19/03/2018 - 14:05
Empresas são instituições centrais na sociedade moderna, com recursos e influência, em muitos casos, superiores aos do poder público e das organizações da sociedade civil. Deveriam, portanto, estar atentas, sensíveis e conectadas à realidade que lhes cercam. Isso não acontece no Brasil.
O exemplo mais recente dessa desconexão foi o assassinato da vereadora carioca Marielle Franco, que provocou uma comoção nacional com repercussão internacional. As grandes empresas brasileiras, porém, silenciaram.
Porque isso acontece? Há quem diga que as empresas não devem se envolver diretamente com temas controversos como a política. E que, por isso, é melhor que as marcas se afastem das polêmicas e da polaridade para que não sofram ataques a sua imagem.
No entanto, as opções político partidárias de Marielle são apenas uma camada superficial de sua trágica morte. Esse episódio suscita, sobretudo, a defesa de valores mais abrangentes, capazes de convergir interesses de pessoas de correntes de pensamento totalmente diferentes: o direito à vida e à livre atuação numa sociedade democrática. Motivos mais do que suficientes para mobiliar posicionamentos de qualquer organização.
A reação que identifiquei mais próxima das empresas foi a Nota Pública emitida em conjunto por uma série de organizações sociais, que incluíam o GIFE (Grupo de Institutos, Fundações e Empresas) e muitos braços filantrópicos de companhias, como Fundação Itaú Social, Fundação Lehmann, Instituto Natura, Instituto Unibanco, entre outros.
No Brasil, as empresas preferem se manifestar em conjunto, por meio de Federações e Associações setoriais, e sempre em defesa de interesses corporativistas, raramente em nome do bem comum. Ainda temem assumir uma posição ativista em favor de causas que mobilizam a sociedade.
Realmente, há risco de serem percebidas como oportunistas, se não demonstrarem coerência em sua linha de atuação. Ou mesmo de sofrerem represálias de linhas de pensamento contrários.
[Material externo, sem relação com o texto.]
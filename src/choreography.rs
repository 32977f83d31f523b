//! Boss defeat choreography.
//!
//! A three-state machine (`Flying` → `Defeated` → `Finished`) that owns the
//! boss pose and drives the camera rig and the particle burst from a single
//! clock. Nothing here touches the DOM; the scene controller copies the pose
//! onto whatever model happens to be loaded.

use futures::channel::oneshot;
use glam::Vec3;
use rand::Rng;
use rand::SeedableRng;
use rand::rngs::SmallRng;

use crate::camera::CameraRig;
use crate::config::DefeatConfig;
use crate::particles::ParticleEmitter;

#[derive(Clone, Copy, Debug, PartialEq, Eq)]
pub enum ChoreographyState {
    Flying,
    Defeated,
    Finished,
}

/// Resolves once the sequence reaches `Finished`.
pub type DefeatSignal = oneshot::Receiver<()>;

/// Where the boss is and how it looks this frame.
#[derive(Clone, Copy, Debug, PartialEq)]
pub struct Pose {
    pub position: Vec3,
    /// Euler angles, XYZ order, radians.
    pub rotation: Vec3,
    pub opacity: f32,
    pub visible: bool,
}

impl Pose {
    fn hovering(height: f32) -> Self {
        Self {
            position: Vec3::new(0.0, height, 0.0),
            rotation: Vec3::ZERO,
            opacity: 1.0,
            visible: true,
        }
    }
}

/// Per-episode bookkeeping, reset when `Defeated` is entered.
#[derive(Clone, Copy, Debug, Default, PartialEq)]
pub struct DefeatTimeline {
    pub elapsed: f32,
    pub progress: f32,
    pub spin: Vec3,
    pub wobble_phase: f32,
    pub burst_fired: bool,
}

impl DefeatTimeline {
    /// Cubic ease-in of the progress fraction.
    pub fn ease(&self) -> f32 {
        self.progress * self.progress * self.progress
    }
}

/// Opacity for a given progress: 1 until `fade_start`, then a quadratic
/// falloff reaching 0 at progress 1.
pub fn fade_opacity(progress: f32, fade_start: f32) -> f32 {
    if progress <= fade_start {
        return 1.0;
    }
    let f = (progress - fade_start) / (1.0 - fade_start);
    (1.0 - f * f).max(0.0)
}

/// Camera z offset from rest for the pre-impact dolly.
pub fn dolly_offset(progress: f32, cfg: &DefeatConfig) -> f32 {
    if progress < cfg.dolly_start {
        0.0
    } else if progress < cfg.dolly_end {
        let d = (progress - cfg.dolly_start) / (cfg.dolly_end - cfg.dolly_start);
        d * d * cfg.dolly_distance
    } else {
        cfg.dolly_distance
    }
}

/// Uniform sample in `[-half, half)` per axis; zero-width axes stay at 0.
fn jitter3<R: Rng + ?Sized>(rng: &mut R, half: Vec3) -> Vec3 {
    let mut axis = |h: f32| if h > 0.0 { rng.gen_range(-h..h) } else { 0.0 };
    Vec3::new(axis(half.x), axis(half.y), axis(half.z))
}

pub struct DefeatChoreographer {
    state: ChoreographyState,
    clock: f32,
    timeline: DefeatTimeline,
    pose: Pose,
    config: DefeatConfig,
    rng: SmallRng,
    completion: Option<oneshot::Sender<()>>,
}

impl DefeatChoreographer {
    pub fn new(config: DefeatConfig) -> Self {
        Self::with_rng(config, SmallRng::from_entropy())
    }

    /// Deterministic construction for tests and replays.
    pub fn with_rng(config: DefeatConfig, rng: SmallRng) -> Self {
        Self {
            state: ChoreographyState::Flying,
            clock: 0.0,
            timeline: DefeatTimeline::default(),
            pose: Pose::hovering(config.hover_height),
            config,
            rng,
            completion: None,
        }
    }

    pub fn state(&self) -> ChoreographyState {
        self.state
    }

    pub fn pose(&self) -> &Pose {
        &self.pose
    }

    pub fn timeline(&self) -> &DefeatTimeline {
        &self.timeline
    }

    pub fn config(&self) -> &DefeatConfig {
        &self.config
    }

    /// Start the defeat sequence. Only the first call while `Flying` does
    /// anything; it returns the signal that resolves on `Finished`.
    pub fn trigger_defeat(&mut self) -> Option<DefeatSignal> {
        if self.state != ChoreographyState::Flying {
            log::debug!("defeat already triggered (state {:?})", self.state);
            return None;
        }
        let spin = self.config.initial_spin * 0.5;
        self.timeline = DefeatTimeline {
            spin: jitter3(&mut self.rng, Vec3::splat(spin)),
            ..DefeatTimeline::default()
        };
        self.state = ChoreographyState::Defeated;
        let (tx, rx) = oneshot::channel();
        self.completion = Some(tx);
        log::info!("boss defeated, starting fall");
        Some(rx)
    }

    /// Give up on a running sequence. Any pending [`DefeatSignal`] resolves
    /// with `Canceled`; the state itself is left where it was.
    pub fn abandon(&mut self) -> bool {
        let pending = self.completion.take().is_some();
        if pending {
            log::debug!("defeat sequence abandoned at {:.2}", self.timeline.progress);
        }
        pending
    }

    /// Advance by `dt` seconds and return the resulting state.
    pub fn advance(
        &mut self,
        dt: f32,
        rig: &mut CameraRig,
        particles: &mut ParticleEmitter,
    ) -> ChoreographyState {
        self.clock += dt;
        match self.state {
            ChoreographyState::Flying => self.hover(rig),
            ChoreographyState::Defeated => self.fall(dt, rig, particles),
            ChoreographyState::Finished => {
                rig.ease_to_rest(self.config.rest_ease_rate * dt);
            }
        }
        self.state
    }

    fn hover(&mut self, rig: &mut CameraRig) {
        let cfg = &self.config;
        let t = self.clock;
        self.pose.position.y = cfg.hover_height + (t * cfg.bob_rate).sin() * cfg.bob_amplitude;
        self.pose.position.x = (t * cfg.drift_rate).sin() * cfg.drift_amplitude;
        self.pose.rotation.y = (t * cfg.drift_rate).sin() * cfg.sway_amplitude;

        let rest = rig.rest_position();
        rig.camera.position.z = rest.z + (t * cfg.idle_dolly_rate).sin() * cfg.idle_dolly_amplitude;
        rig.camera.look_at(self.pose.position);
    }

    fn fall(&mut self, dt: f32, rig: &mut CameraRig, particles: &mut ParticleEmitter) {
        let cfg = &self.config;
        let tl = &mut self.timeline;
        tl.elapsed += dt;
        tl.progress = (tl.elapsed / cfg.duration).min(1.0);
        let progress = tl.progress;
        let ease = progress * progress * progress;
        let pos = &mut self.pose.position;

        if progress < cfg.wobble_end {
            tl.wobble_phase += dt * cfg.wobble_rate;
            let amount = (cfg.wobble_end - progress) / cfg.wobble_end;
            let intensity = amount * cfg.wobble_strength;
            pos.x += (tl.wobble_phase * 3.0).sin() * intensity * dt;
            pos.z += (tl.wobble_phase * 2.5).cos() * intensity * dt;
        }

        tl.spin += jitter3(&mut self.rng, Vec3::splat(cfg.spin_noise * 0.5 * dt));
        tl.spin *= cfg.spin_damping;
        self.pose.rotation += tl.spin * (1.0 + ease * 2.0) * dt;

        pos.y = cfg.start_height - (cfg.start_height - cfg.end_height) * ease;

        let drift = 1.0 - ease * cfg.drift_decay;
        pos.x += (tl.elapsed * 3.0).sin() * cfg.fall_drift_x * drift * dt;
        pos.z += (tl.elapsed * 2.7).cos() * cfg.fall_drift_z * drift * dt;

        let boss = *pos;
        let rest = rig.rest_position();
        let shake = ease * cfg.shake * 0.5;
        let jolt = jitter3(&mut self.rng, Vec3::new(shake, shake, shake * 0.3));
        let lift = cfg.camera_lift - ease * cfg.camera_lift_drop;
        rig.camera.position = Vec3::new(
            boss.x + jolt.x,
            boss.y + lift + jolt.y,
            rest.z - dolly_offset(progress, cfg) + jolt.z,
        );
        rig.camera.look_at(boss + Vec3::Y * cfg.look_above);

        if boss.y < cfg.burst_upper
            && boss.y > cfg.burst_lower
            && !particles.is_active()
            && !tl.burst_fired
        {
            particles.emit(boss, &mut self.rng);
            tl.burst_fired = true;
        }

        let opacity = fade_opacity(progress, cfg.fade_start);
        self.pose.opacity = opacity;

        let faded_out = progress >= 1.0 && opacity < cfg.finish_opacity;
        let landed = boss.y < cfg.end_height && particles.all_inactive();
        if faded_out || landed {
            self.finish(dt, rig, particles);
        }
    }

    fn finish(&mut self, dt: f32, rig: &mut CameraRig, particles: &mut ParticleEmitter) {
        self.state = ChoreographyState::Finished;
        self.pose.visible = false;
        particles.hide();
        rig.ease_to_rest(self.config.rest_ease_rate * dt);
        if let Some(tx) = self.completion.take() {
            // the receiver may already be gone; nothing to notify then
            let _ = tx.send(());
        }
        log::info!("defeat sequence finished after {:.2}s", self.timeline.elapsed);
    }
}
Foi o que aconteceu com a marca de tênis norte-americana New Balance, que festejou a eleição de Donald Trump e sofreu a retaliação nas redes sociais com imagens de consumidores queimando seus produtos.
Outras marcas, no entanto, têm sido bem-sucedidas ao defender princípios, em vez de lados de uma disputa. Foi o caso da companhia aérea AeroMéxico, que propôs um mundo sem mais muros e fronteiras (coerente com o seu negócio) ou o Airbnb, aplicativo de compartilhamento de hospedagem, que apoiou o acolhimento das diferenças entre as pessoas. E mais: exigiu que os participantes da rede aceitassem a política de não discriminação de hóspedes.
Empresas, de um modo geral, alimentam o mito de querer agradar ao maior número possível de pessoas ou, ao menos, não desagradá-las. A marca de sorvetes Ben&Jerry’s, que pertence à Unilever, tem uma postura diferente: “Queremos estar com aqueles que compartilham de nossos princípios”, diz o gerente de ativismo Chris Miller.
Como algumas marcas brasileiras poderiam ter reagido? Há quase dois anos, a cerveja Skol, por exemplo, defende com entusiasmo a diversidade, de raça a pensamento. Está aí um forte alinhamento à atuação de Marielle. A L‘Oreal possui um programa de inclusão de mulheres negras, outro importante ponto de contato. E outras marcas de cosméticos, como Natura e Boticário, colocam-se regularmente em favor da valorização da mulher.
Enfim, já há uma boa coleção de exemplos no mundo de erros e acertos. Tudo pode ser feito, desde que com sensibilidade e nenhuma agressividade de marketing. É inegável que as grandes marcas têm uma capacidade que outras organizações não possuem: sabem falar com as pessoas de forma criativa, sabem comunicar-se com grandes audiências. Essa é uma habilidade que seria de grande valor se também colocada a serviço das grandes causas da sociedade.